• [REQUIRED WORK]: Write out, unaltered, each line from the top of the records below down to the line where "simulated deanonymization scenario." appears, that line included.

═══ INPUT RECORDS

//! Attack-probability simulation.
//!
//! Each named scenario converts one analyzer's output into a
//! deanonymization probability through fixed, documented thresholds. The
//! aggregate is biased toward the worst single vector, since a real
//! adversary only needs one of them to work.

use serde::{Deserialize, Serialize};
use utoipa::ToSchema;

use crate::engine::clustering::ClusteringAnalysis;
use crate::engine::detectors::{DustAnalysis, ExchangeAnalysis};
use crate::engine::entropy::EntropyAnalysis;
use crate::engine::graph::GraphAnalysis;
use crate::engine::k_anonymity::KAnonymityAnalysis;
use crate::engine::stats::clamp01;
use crate::engine::temporal::TemporalAnalysis;

const AGGREGATE_CAP: f64 = 0.99;

/// One simulated deanonymization scenario.
#[derive(Debug, Clone, PartialEq, Serialize, Deserialize, ToSchema)]
#[serde(rename_all = "camelCase")]
pub struct AttackScenario {
    pub name: String,
    /// Success probability in [0,1], derived from fixed thresholds
    pub probability: f64,
    pub description: String,
}

/// Combined attack-surface assessment.
#[derive(Debug, Clone, PartialEq, Serialize, Deserialize, ToSchema)]
#[serde(rename_all = "camelCase")]
pub struct AttackSimulation {
    pub scenarios: Vec<AttackScenario>,
    /// `avg + (max - avg) / 2` over scenario probabilities, capped at 0.99
    pub aggregate_probability: f64,
    /// Qualitative estimate derived from the aggregate
    pub estimated_time_to_deanonymize: String,
    pub interpretation: String,
}

fn exchange_correlation(exchange: &ExchangeAnalysis, graph: &GraphAnalysis) -> AttackScenario {
    let probability = if graph.known_entity_hop_distance == Some(1) && exchange.cex_transaction_count > 0
    {
        0.85
    } else if exchange.kyc_exposure > 0.3 {
        0.5
    } else {
        clamp01(exchange.kyc_exposure)
    };
    AttackScenario {
        name: "exchange_correlation".to_string(),
        probability,
        description: "Subpoena or data-sharing with a KYC exchange links the deposit address to an identity.".to_string(),
    }
}

fn temporal_fingerprinting(temporal: &TemporalAnalysis) -> AttackScenario {
    let probability = if temporal.detected_period.is_some() {
        0.7
    } else if temporal.burstiness > 0.5 {
        0.5
    } else {
        0.25
    };
    AttackScenario {
        name: "temporal_fingerprinting".to_string(),
        probability,
        description: "Activity schedule (periodicity, bursts, timezone) is matched against off-chain behavior.".to_string(),
    }
}

fn amount_fingerprinting(entropy: &EntropyAnalysis) -> AttackScenario {
    let probability = if entropy.amount_entropy < 0.3 {
        0.75
    } else if entropy.amount_entropy < 0.5 {
        0.5
    } else {
        0.2
    };
    AttackScenario {
        name: "amount_fingerprinting".to_string(),
        probability,
        description: "Distinctive or repeated transaction amounts are traced across hops.".to_string(),
    }
}

fn graph_topology(graph: &GraphAnalysis) -> AttackScenario {
    let mut probability = 0.15 + 0.5 * graph.network_visibility;
    if !graph.clusters.is_empty() {
        probability += 0.2;
    }
    AttackScenario {
        name: "graph_topology".to_string(),
        probability: clamp01(probability).min(0.9),
        description: "The local transaction graph is matched against known entity neighborhoods.".to_string(),
    }
}

fn quasi_identifier_correlation(k_anon: &KAnonymityAnalysis) -> AttackScenario {
    let probability = if k_anon.estimated_k < 5 {
        0.8
    } else if k_anon.estimated_k < 20 {
        0.6
    } else if k_anon.estimated_k < 100 {
        0.35
    } else {
        0.15
    };
    AttackScenario {
        name: "quasi_identifier_correlation".to_string(),
        probability,
        description: "Behavioral quasi-identifiers narrow the anonymity set until the wallet is unique.".to_string(),
    }
}

fn dust_tracking(dust: &DustAnalysis) -> AttackScenario {
    let probability = if dust.dust_vulnerability >= 0.5 {
        0.65
    } else if dust.dust_attack_detected {
        0.45
    } else {
        0.1
    };
    AttackScenario {
        name: "dust_tracking".to_string(),
        probability,
        description: "Tagged dust outputs are followed when the wallet later consolidates them.".to_string(),
    }
}

fn time_bucket(aggregate: f64) -> &'static str {
    if aggregate > 0.7 {
        "hours to days"
    } else if aggregate > 0.4 {
        "days to weeks"
    } else if aggregate > 0.2 {
        "weeks to months"
    } else {
        "months to years"
    }
}

/// Run all scenarios against the analyzer outputs.
#[must_use]
pub fn simulate_attacks(
    entropy: &EntropyAnalysis,
    k_anon: &KAnonymityAnalysis,
    graph: &GraphAnalysis,
    temporal: &TemporalAnalysis,
    clustering: &ClusteringAnalysis,
    dust: &DustAnalysis,
    exchange: &ExchangeAnalysis,
) -> AttackSimulation {
    let mut scenarios = vec![
        exchange_correlation(exchange, graph),
        temporal_fingerprinting(temporal),
        amount_fingerprinting(entropy),
        graph_topology(graph),
        quasi_identifier_correlation(k_anon),
        dust_tracking(dust),
    ];

    // Cluster evidence strengthens the quasi-identifier vector.
    if clustering.clustering_vulnerability > 0.5 {
        if let Some(s) = scenarios
            .iter_mut()
            .find(|s| s.name == "quasi_identifier_correlation")
        {
            s.probability = clamp01(s.probability + 0.1);
        }
    }

    let avg = scenarios.iter().map(|s| s.probability).sum::<f64>() / scenarios.len() as f64;
    let max = scenarios
        .iter()
        .map(|s| s.probability)
        .fold(0.0_f64, f64::max);
    let aggregate = (avg + (max - avg) * 0.5).min(AGGREGATE_CAP);

    let worst = scenarios
        .iter()
        .max_by(|a, b| a.probability.total_cmp(&b.probability))
        .map(|s| s.name.clone())
        .unwrap_or_default();

    AttackSimulation {
        aggregate_probability: aggregate,
        estimated_time_to_deanonymize: time_bucket(aggregate).to_string(),
        interpretation: format!(
            "Aggregate deanonymization probability {:.0}%; strongest vector: {}.",
            aggregate * 100.0,
            worst
        ),
        scenarios,
    }
}
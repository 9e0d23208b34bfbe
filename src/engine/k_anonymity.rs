//! K-anonymity estimation from quasi-identifier uniqueness.
//!
//! Five behavioral quasi-identifiers are scored against reference-population
//! statistics; their average uniqueness maps to an estimated anonymity-set
//! size. This is a population-relative estimate, not a count over actual
//! ledger peers.

use serde::{Deserialize, Serialize};
use utoipa::ToSchema;

use crate::domain::{ReferenceStats, RiskTier, TransactionRecord};
use crate::engine::stats::{clamp01, frequency_map, mean, time_bucket_counts};

/// Minimum records before the estimator reports anything but the neutral k.
const MIN_SAMPLE: usize = 3;

/// Anonymity-set size assumed for a wallet indistinguishable from the
/// reference population (uniqueness 0).
pub const NEUTRAL_K: u64 = 1000;

/// One scored quasi-identifier.
#[derive(Debug, Clone, PartialEq, Serialize, Deserialize, ToSchema)]
#[serde(rename_all = "camelCase")]
pub struct QuasiIdentifier {
    pub name: String,
    /// Uniqueness vs the reference population, in [0,1]
    pub uniqueness: f64,
}

/// K-anonymity estimation result.
#[derive(Debug, Clone, PartialEq, Serialize, Deserialize, ToSchema)]
#[serde(rename_all = "camelCase")]
pub struct KAnonymityAnalysis {
    pub quasi_identifiers: Vec<QuasiIdentifier>,
    /// Mean uniqueness across quasi-identifiers, in [0,1]
    pub average_uniqueness: f64,
    /// Estimated anonymity-set size k, in [1, 1000]
    pub estimated_k: u64,
    pub risk: RiskTier,
    pub interpretation: String,
}

/// Map a uniqueness vector to the estimated anonymity-set size:
/// `k = max(1, floor(1000 * (1 - u)^2))` where `u` is the mean uniqueness.
///
/// Monotone: raising any component never raises k.
#[must_use]
pub fn k_from_uniqueness(uniqueness: &[f64]) -> u64 {
    if uniqueness.is_empty() {
        return NEUTRAL_K;
    }
    let u = clamp01(mean(&uniqueness.iter().map(|&v| clamp01(v)).collect::<Vec<_>>()));
    ((NEUTRAL_K as f64 * (1.0 - u).powi(2)).floor() as u64).max(1)
}

fn risk_for_k(k: u64) -> RiskTier {
    if k >= 100 {
        RiskTier::Low
    } else if k >= 20 {
        RiskTier::Medium
    } else if k >= 5 {
        RiskTier::High
    } else {
        RiskTier::Critical
    }
}

/// Relative deviation of `observed` from `reference`, in [0,1].
fn deviation(observed: f64, reference: f64) -> f64 {
    let denom = observed.max(reference);
    if denom <= 0.0 {
        return 0.0;
    }
    clamp01((observed - reference).abs() / denom)
}

/// Estimate the wallet's k-anonymity against `reference` statistics.
#[must_use]
pub fn estimate_k_anonymity(
    txs: &[TransactionRecord],
    reference: &ReferenceStats,
) -> KAnonymityAnalysis {
    if txs.len() < MIN_SAMPLE {
        return KAnonymityAnalysis {
            quasi_identifiers: Vec::new(),
            average_uniqueness: 0.0,
            estimated_k: NEUTRAL_K,
            risk: RiskTier::Low,
            interpretation: format!(
                "Fewer than {MIN_SAMPLE} records; wallet treated as indistinguishable from the reference population (k = {NEUTRAL_K})."
            ),
        };
    }

    let n = txs.len() as f64;
    let amounts: Vec<f64> = txs.iter().map(|t| t.amount).collect();
    let distinct_counterparties =
        frequency_map(txs.iter().map(|t| t.counterparty.as_str())).len() as f64;

    let type_counts = frequency_map(txs.iter().map(|t| t.tx_type.as_str()));
    let dominant_type = type_counts.values().copied().max().unwrap_or(0) as f64;

    let bucket_counts = time_bucket_counts(txs);
    let dominant_bucket = bucket_counts.iter().copied().max().unwrap_or(0) as f64;

    let identifiers = vec![
        QuasiIdentifier {
            name: "transaction_count_deviation".to_string(),
            uniqueness: deviation(n, reference.avg_transaction_count),
        },
        QuasiIdentifier {
            name: "mean_amount_deviation".to_string(),
            uniqueness: deviation(mean(&amounts), reference.avg_amount),
        },
        QuasiIdentifier {
            name: "counterparty_count_deviation".to_string(),
            uniqueness: deviation(distinct_counterparties, reference.avg_counterparty_count),
        },
        QuasiIdentifier {
            name: "dominant_type_concentration".to_string(),
            uniqueness: clamp01(dominant_type / n),
        },
        QuasiIdentifier {
            name: "dominant_time_bucket_concentration".to_string(),
            uniqueness: clamp01(dominant_bucket / n),
        },
    ];

    let uniqueness: Vec<f64> = identifiers.iter().map(|q| q.uniqueness).collect();
    let average = clamp01(mean(&uniqueness));
    let k = k_from_uniqueness(&uniqueness);
    let risk = risk_for_k(k);

    KAnonymityAnalysis {
        quasi_identifiers: identifiers,
        average_uniqueness: average,
        estimated_k: k,
        risk,
        interpretation: format!(
            "Estimated anonymity set: {k} wallets share this behavioral profile ({} re-identification risk).",
            risk.as_str()
        ),
    }
}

══════

• [OUTPUT OF THE EXERCISE]:
//! Attack-probability simulation.
//!
//! Each named scenario converts one analyzer's output into a
//! deanonymization probability through fixed, documented thresholds. The
//! aggregate is biased toward the worst single vector, since a real
//! adversary only needs one of them to work.

use serde::{Deserialize, Serialize};
use utoipa::ToSchema;

use crate::engine::clustering::ClusteringAnalysis;
use crate::engine::detectors::{DustAnalysis, ExchangeAnalysis};
use crate::engine::entropy::EntropyAnalysis;
use crate::engine::graph::GraphAnalysis;
use crate::engine::k_anonymity::KAnonymityAnalysis;
use crate::engine::stats::clamp01;
use crate::engine::temporal::TemporalAnalysis;

const AGGREGATE_CAP: f64 = 0.99;

/// One simulated deanonymization scenario.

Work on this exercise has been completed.